- _What to work on_: Using the data below, return the stretch from the line that contains "are tokenized, patterns" through the line that contains "for &child in", both included, exactly as it stands and nothing beyond it.

- _Exercise material_:
◆ ◆ ◆ ◆ ◆
//! Lowering of recipe trees into expressions.
//! 将配方树降低为表达式。

use crate::parser::{Item, Parser};
use quill_common::{CharPos, Span};
use quill_diagnostic::{Diagnostic, DiagnosticKind, ErrorCode, Label};
use quill_lexer::{Lexer, Token, TokenKind};
use quill_recipe::{RecipeKind, RecipeType, catalog};
use quill_syntax::{Expr, ExprId, ExprKind};
use quill_tree::{NodeId, Tree};

/// Lower a whole tree. Warnings about malformed constructs are returned
/// alongside the expression.
pub fn lower(tree: &Tree) -> (Expr, Vec<Diagnostic>) {
    let mut lowerer = Lowerer {
        tree,
        next_id: 0,
        diagnostics: Vec::new(),
    };
    let expr = lowerer.lower_node(tree.root());
    tracing::debug!(nodes = lowerer.next_id, "lowered tree");
    (expr, lowerer.diagnostics)
}

struct Lowerer<'t> {
    tree: &'t Tree,
    next_id: u32,
    diagnostics: Vec<Diagnostic>,
}

impl<'t> Lowerer<'t> {
    fn expr(&mut self, kind: ExprKind, span: Span) -> Expr {
        let id = ExprId(self.next_id);
        self.next_id += 1;
        Expr::new(id, kind, span)
    }

    fn span(&self, id: NodeId) -> Span {
        self.tree.node(id).span().unwrap_or(Span::DUMMY)
    }

    /// Span between the opener and closer of an enclosure.
    fn inner_span(&self, id: NodeId) -> Span {
        let span = self.span(id);
        if span.len() < 2 {
            return span;
        }
        Span::new(span.start.offset(1), CharPos(span.end.0 - 1))
    }

    fn lower_node(&mut self, id: NodeId) -> Expr {
        let tree = self.tree;
        let span = self.span(id);
        let syntax = tree.syntax(id);
        let Some(recipe) = tree.recipe(id) else {
            return self.expr(ExprKind::Text(tree.text(id)), span);
        };

        match &recipe.kind {
            _ if syntax == catalog::ROOT => {
                let inner = self.content(tree.children(id), span);
                self.expr(ExprKind::Root(Box::new(inner)), span)
            }
            _ if syntax == catalog::NIL => self.expr(ExprKind::Nil, span),
            RecipeKind::Enclosure { opener, closer } => {
                let (opener, closer) = (*opener, *closer);
                self.lower_enclosure(id, recipe.base(), opener, closer)
            }
            RecipeKind::Separator { character } => {
                let character = *character;
                if tree.children(id).is_empty() {
                    return self.expr(ExprKind::Text(character.to_string()), span);
                }
                let items = tree
                    .children(id)
                    .iter()
                    .map(|&list| self.lower_node(list))
                    .collect();
                self.expr(
                    ExprKind::List {
                        separator: character,
                        items,
                    },
                    span,
                )
            }
            RecipeKind::Aggregator { .. } if recipe.base() == catalog::FUNCTION => {
                self.lower_call(id)
            }
            RecipeKind::Pattern { .. } => self.expr(ExprKind::Variable(tree.text(id)), span),
            // Strings, lists and unknown aggregates lower to their content.
            _ if syntax == catalog::STRING => self.content(&[id], span),
            _ => self.content(tree.children(id), span),
        }
    }

    fn lower_enclosure(&mut self, id: NodeId, base: &str, opener: char, closer: char) -> Expr {
        let span = self.span(id);
        let inner_span = self.inner_span(id);
        match base {
            "quotes" => {
                let inner = self.content(self.tree.children(id), inner_span);
                self.expr(ExprKind::Quoted(Box::new(inner)), span)
            }
            "percentage" => {
                let name = self.tree.content(id).trim().to_string();
                self.expr(ExprKind::Reference(name), span)
            }
            _ => {
                let inner = self.content(self.tree.children(id), inner_span);
                self.expr(
                    ExprKind::Group {
                        open: opener,
                        close: closer,
                        inner: Box::new(inner),
                    },
                    span,
                )
            }
        }
    }

    /// Items of a run of sibling nodes: strings are tokenized, patterns
    /// become words, everything else is lowered.
    fn items(&mut self, children: &[NodeId]) -> Vec<Item> {
        let tree = self.tree;
        let mut items = Vec::new();
        for &child in children {
            let node = tree.node(child);
            let is_pattern = tree.recipe(child).is_some_and(|r| r.is(RecipeType::Pattern));
            if tree.syntax(child) == catalog::STRING {
                let text = tree.text(child);
                items.extend(
                    Lexer::new(&text, node.start)
                        .tokenize()
                        .into_iter()
                        .map(Item::Token),
                );
            } else if is_pattern {
                let token = Token::new(TokenKind::Word(tree.text(child)), self.span(child));
                items.push(Item::Token(token));
            } else {
                items.push(Item::Expr(self.lower_node(child)));
            }
        }
        items
    }

    fn content(&mut self, children: &[NodeId], span: Span) -> Expr {
        let items = self.items(children);
        self.parse_items(items, span)
    }

    fn parse_items(&mut self, items: Vec<Item>, empty_span: Span) -> Expr {
        Parser::new(items, &mut self.next_id, empty_span).parse_sequence()
    }

    /// The comma lists of a parenthesis, when a comma master is its only child.
    fn comma_lists(&self, paren: NodeId) -> Option<Vec<NodeId>> {
        let tree = self.tree;
        match tree.children(paren) {
            [master]
                if tree.recipe(*master).is_some_and(|r| r.base() == "comma")
                    && !tree.children(*master).is_empty() =>
            {
                Some(tree.children(*master).to_vec())
            }
            _ => None,
        }
    }

    fn arguments(&mut self, paren: NodeId) -> Vec<Expr> {
        if let Some(lists) = self.comma_lists(paren) {
            return lists.into_iter().map(|list| self.lower_node(list)).collect();
        }
        let inner_span = self.inner_span(paren);
        let inner = self.content(self.tree.children(paren), inner_span);
        match inner.kind {
            ExprKind::Nil => Vec::new(),
            _ => vec![inner],
        }
    }

    fn lower_call(&mut self, id: NodeId) -> Expr {
        let tree = self.tree;
        let span = self.span(id);
        let (Some(callee), Some(paren)) = (tree.key(id, "callee"), tree.key(id, "arguments")) else {
            return self.content(tree.children(id), span);
        };

        let callee = tree.text(callee);
        let bare = callee.strip_prefix('@').unwrap_or(&callee);
        if bare.eq_ignore_ascii_case("if") {
            return self.lower_if(paren, span);
        }

        let args = self.arguments(paren);
        self.expr(ExprKind::Call { callee, args }, span)
    }

    /// `if(c, a, b)` or `if(c then a else b)`.
    fn lower_if(&mut self, paren: NodeId, span: Span) -> Expr {
        let end = Span::new(self.inner_span(paren).end, self.inner_span(paren).end);

        let (condition, then_branch, else_branch) = match self.comma_lists(paren) {
            Some(lists) if lists.len() >= 2 => {
                let mut args: Vec<Expr> =
                    lists.into_iter().map(|list| self.lower_node(list)).collect();
                if args.len() > 3 {
                    let extra = args[3].span.merge(args[args.len() - 1].span);
                    self.diagnostics.push(
                        Diagnostic::warning(
                            DiagnosticKind::Parser,
                            extra,
                            "conditional takes three arguments; the rest are ignored",
                        )
                        .with_code(ErrorCode::UnexpectedToken),
                    );
                    args.truncate(3);
                }
                let else_branch = match args.len() {
                    3 => args.pop(),
                    _ => None,
                };
                let else_branch = else_branch.unwrap_or_else(|| self.missing("else", end, span));
                let then_branch = args.pop().unwrap_or_else(|| self.missing("then", end, span));
                let condition = args.pop().unwrap_or_else(|| self.missing("condition", end, span));
                (condition, then_branch, else_branch)
            }
            _ => self.split_keywords(paren, span, end),
        };

        self.expr(
            ExprKind::If {
                condition: Box::new(condition),
                then_branch: Box::new(then_branch),
                else_branch: Box::new(else_branch),
            },
            span,
        )
    }

    fn split_keywords(&mut self, paren: NodeId, span: Span, end: Span) -> (Expr, Expr, Expr) {
        let mut items = self.items(self.tree.children(paren));

        let then_at = items.iter().position(|item| item.is_word("then"));
        let else_at = items
            .iter()
            .enumerate()
            .skip(then_at.map_or(0, |at| at + 1))
            .find(|(_, item)| item.is_word("else"))
            .map(|(at, _)| at);

        let else_items = match else_at {
            Some(at) => {
                let keyword = items[at].span();
                let rest = items.split_off(at + 1);
                items.pop();
                Some((rest, keyword))
            }
            None => None,
        };
        let then_items = match then_at {
            Some(at) => {
                let keyword = items[at].span();
                let rest = items.split_off(at + 1);
                items.pop();
                Some((rest, keyword))
            }
            None => None,
        };

        let condition_span = Span::new(self.inner_span(paren).start, self.inner_span(paren).start);
        let condition = self.parse_items(items, condition_span);
        let then_branch = match then_items {
            Some((rest, keyword)) => self.parse_items(rest, keyword),
            None => self.missing("then", end, span),
        };
        let else_branch = match else_items {
            Some((rest, keyword)) => self.parse_items(rest, keyword),
            None => self.missing("else", end, span),
        };
        (condition, then_branch, else_branch)
    }

    /// A `Nil` branch for a missing part of a conditional, with a warning.
    fn missing(&mut self, part: &str, at: Span, conditional: Span) -> Expr {
        self.diagnostics.push(
            Diagnostic::warning(
                DiagnosticKind::Parser,
                at,
                format!("conditional is missing `{part}`"),
            )
            .with_code(ErrorCode::MissingKeyword)
            .with_label(Label::new(conditional, "in this conditional")),
        );
        self.expr(ExprKind::Nil, at)
    }
}
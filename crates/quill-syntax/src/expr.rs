//! Expression nodes.
//! 表达式节点。

use crate::DiceKeep;
use quill_common::Span;
use std::fmt;

/// Identity of an expression, stable across re-evaluation.
/// 表达式的标识，在重新求值时保持稳定。
#[derive(Debug, Clone, Copy, PartialEq, Eq, Hash, PartialOrd, Ord)]
pub struct ExprId(pub u32);

impl ExprId {
    /// Id of nodes built at runtime, outside the parsed formula.
    pub const SYNTHETIC: ExprId = ExprId(u32::MAX);

    pub fn is_synthetic(self) -> bool {
        self == ExprId::SYNTHETIC
    }
}

/// An expression.
/// 表达式。
#[derive(Debug, Clone, PartialEq)]
pub struct Expr {
    pub id: ExprId,
    pub kind: ExprKind,
    pub span: Span,
}

impl Expr {
    pub fn new(id: ExprId, kind: ExprKind, span: Span) -> Self {
        Self { id, kind, span }
    }

    pub fn synthetic(kind: ExprKind) -> Self {
        Self::new(ExprId::SYNTHETIC, kind, Span::DUMMY)
    }

    /// Same identity, new content.
    pub fn rebuilt(&self, kind: ExprKind) -> Self {
        Self::new(self.id, kind, self.span)
    }

    /// Direct sub-expressions, in source order.
    pub fn children(&self) -> Vec<&Expr> {
        match &self.kind {
            ExprKind::Quoted(inner) | ExprKind::Root(inner) => vec![inner.as_ref()],
            ExprKind::Group { inner, .. } => vec![inner.as_ref()],
            ExprKind::Binary { left, right, .. } => vec![left.as_ref(), right.as_ref()],
            ExprKind::Unary { operand, .. } => vec![operand.as_ref()],
            ExprKind::Call { args, .. } => args.iter().collect(),
            ExprKind::If {
                condition,
                then_branch,
                else_branch,
            } => vec![condition.as_ref(), then_branch.as_ref(), else_branch.as_ref()],
            ExprKind::List { items, .. } | ExprKind::Sequence(items) => items.iter().collect(),
            ExprKind::Number(_)
            | ExprKind::Bool(_)
            | ExprKind::Text(_)
            | ExprKind::Variable(_)
            | ExprKind::Reference(_)
            | ExprKind::Whitespace(_)
            | ExprKind::Nil
            | ExprKind::DiceRoll { .. } => Vec::new(),
        }
    }

    /// Every expression of the subtree, children before parents.
    pub fn postorder(&self) -> Vec<&Expr> {
        let mut out = Vec::new();
        for child in self.children() {
            out.extend(child.postorder());
        }
        out.push(self);
        out
    }

    pub fn is_whitespace(&self) -> bool {
        matches!(self.kind, ExprKind::Whitespace(_))
    }

    /// Binding strength when printed; atoms bind tightest.
    fn precedence(&self) -> u8 {
        match &self.kind {
            ExprKind::Binary { op, .. } => op.precedence(),
            ExprKind::Unary { .. } => 4,
            _ => 5,
        }
    }
}

/// Expression kind.
/// 表达式类型。
#[derive(Debug, Clone, PartialEq)]
pub enum ExprKind {
    /// Number literal / 数字字面量
    Number(f64),
    /// Boolean literal / 布尔字面量
    Bool(bool),
    /// Text with no logical meaning / 无逻辑含义的文本
    Text(String),
    /// Quoted text `"..."` / 引号文本
    Quoted(Box<Expr>),
    /// Identifier that may name a binding / 可能引用绑定的标识符
    Variable(String),
    /// Explicit reference `%name%` / 显式引用
    Reference(String),
    Whitespace(String),
    /// Empty slot between separators / 分隔符之间的空位
    Nil,

    Binary {
        op: BinOp,
        left: Box<Expr>,
        right: Box<Expr>,
    },
    Unary {
        op: UnaryOp,
        operand: Box<Expr>,
    },

    /// Function call `name(a, b)` / 函数调用
    Call { callee: String, args: Vec<Expr> },

    /// Conditional `if(c then a else b)` / 条件表达式
    If {
        condition: Box<Expr>,
        then_branch: Box<Expr>,
        else_branch: Box<Expr>,
    },

    /// Enclosed expression such as `(...)` or `{...}` / 包围表达式
    Group {
        open: char,
        close: char,
        inner: Box<Expr>,
    },
    /// Separator-delimited items / 分隔列表
    List { separator: char, items: Vec<Expr> },
    /// Juxtaposed expressions / 并列表达式
    Sequence(Vec<Expr>),

    /// `<size>d<faces><keep>` / 掷骰表达式
    DiceRoll {
        size: u32,
        faces: u32,
        keep: DiceKeep,
    },

    /// The whole formula / 整个公式
    Root(Box<Expr>),
}

/// Binary operators.
#[derive(Debug, Clone, Copy, PartialEq, Eq, Hash)]
pub enum BinOp {
    // Arithmetic 算术运算
    Add, // +
    Sub, // -
    Mul, // *
    Div, // /

    // Comparison 比较运算
    Eq, // =
    Ne, // !=
    Lt, // <
    Le, // <=
    Gt, // >
    Ge, // >=
}

impl BinOp {
    pub fn as_str(&self) -> &'static str {
        match self {
            BinOp::Add => "+",
            BinOp::Sub => "-",
            BinOp::Mul => "*",
            BinOp::Div => "/",
            BinOp::Eq => "=",
            BinOp::Ne => "!=",
            BinOp::Lt => "<",
            BinOp::Le => "<=",
            BinOp::Gt => ">",
            BinOp::Ge => ">=",
        }
    }

    pub fn is_comparison(&self) -> bool {
        !self.is_arithmetic()
    }

    pub fn is_arithmetic(&self) -> bool {
        matches!(self, BinOp::Add | BinOp::Sub | BinOp::Mul | BinOp::Div)
    }

    fn precedence(&self) -> u8 {
        match self {
            BinOp::Mul | BinOp::Div => 3,
            BinOp::Add | BinOp::Sub => 2,
            _ => 1,
        }
    }
}

/// Unary operators.
#[derive(Debug, Clone, Copy, PartialEq, Eq, Hash)]
pub enum UnaryOp {
    Neg, // -
}

fn format_number(f: &mut fmt::Formatter<'_>, value: f64) -> fmt::Result {
    if value.is_finite() && value.fract() == 0.0 && value.abs() < 1e15 {
        write!(f, "{}", value as i64)
    } else {
        write!(f, "{value}")
    }
}

/// Print `child`, parenthesized when it binds looser than `min`.
fn operand(f: &mut fmt::Formatter<'_>, child: &Expr, min: u8) -> fmt::Result {
    if child.precedence() < min {
        write!(f, "({child})")
    } else {
        write!(f, "{child}")
    }
}

/// Renders formula text.
impl fmt::Display for Expr {
    fn fmt(&self, f: &mut fmt::Formatter<'_>) -> fmt::Result {
        match &self.kind {
            ExprKind::Number(value) => format_number(f, *value),
            ExprKind::Bool(value) => write!(f, "{value}"),
            ExprKind::Text(text) | ExprKind::Variable(text) | ExprKind::Whitespace(text) => {
                f.write_str(text)
            }
            ExprKind::Quoted(inner) => write!(f, "\"{inner}\""),
            ExprKind::Reference(name) => write!(f, "%{name}%"),
            ExprKind::Nil => Ok(()),
            ExprKind::Binary { op, left, right } => {
                let precedence = op.precedence();
                operand(f, left, precedence)?;
                write!(f, " {} ", op.as_str())?;
                // Left-associative: an equal-precedence right side needs parentheses.
                operand(f, right, precedence + 1)
            }
            ExprKind::Unary { operand: inner, .. } => {
                f.write_str("-")?;
                operand(f, inner, 4)
            }
            ExprKind::Call { callee, args } => {
                write!(f, "{callee}(")?;
                for (i, arg) in args.iter().enumerate() {
                    if i > 0 {
                        f.write_str(", ")?;
                    }
                    write!(f, "{arg}")?;
                }
                f.write_str(")")
            }
            ExprKind::If {
                condition,
                then_branch,
                else_branch,
            } => write!(f, "if({condition} then {then_branch} else {else_branch})"),
            ExprKind::Group { open, close, inner } => write!(f, "{open}{inner}{close}"),
            ExprKind::List { separator, items } => {
                for (i, item) in items.iter().enumerate() {
                    if i > 0 {
                        write!(f, "{separator}")?;
                    }
                    write!(f, "{item}")?;
                }
                Ok(())
            }
            ExprKind::Sequence(items) => items.iter().try_for_each(|item| write!(f, "{item}")),
            ExprKind::DiceRoll { size, faces, keep } => write!(f, "{size}d{faces}{keep}"),
            ExprKind::Root(inner) => write!(f, "{inner}"),
        }
    }
}

#[cfg(test)]
mod tests {
    use super::*;

    fn number(value: f64) -> Expr {
        Expr::synthetic(ExprKind::Number(value))
    }

    fn binary(op: BinOp, left: Expr, right: Expr) -> Expr {
        Expr::synthetic(ExprKind::Binary {
            op,
            left: Box::new(left),
            right: Box::new(right),
        })
    }

    #[test]
    fn test_display_respects_precedence() {
        let sum = binary(BinOp::Add, number(1.0), number(2.0));
        let product = binary(BinOp::Mul, sum.clone(), number(3.0));
        assert_eq!(product.to_string(), "(1 + 2) * 3");

        let nested = binary(BinOp::Sub, number(1.0), sum);
        assert_eq!(nested.to_string(), "1 - (1 + 2)");
    }

    #[test]
    fn test_display_dice_and_numbers() {
        let dice = Expr::synthetic(ExprKind::DiceRoll {
            size: 3,
            faces: 6,
            keep: DiceKeep {
                highest: Some(2),
                ..DiceKeep::default()
            },
        });
        assert_eq!(binary(BinOp::Add, dice, number(1.5)).to_string(), "3d6kh2 + 1.5");
    }

    #[test]
    fn test_postorder_visits_children_first() {
        let sum = binary(BinOp::Add, number(1.0), number(2.0));
        let kinds: Vec<String> = sum.postorder().iter().map(|e| e.to_string()).collect();
        assert_eq!(kinds, vec!["1", "2", "1 + 2"]);
    }
}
◆ ◆ ◆ ◆ ◆
- _Result of this task_:
    /// Items of a run of sibling nodes: strings are tokenized, patterns
    /// become words, everything else is lowered.
    fn items(&mut self, children: &[NodeId]) -> Vec<Item> {
        let tree = self.tree;
        let mut items = Vec::new();
        for &child in children {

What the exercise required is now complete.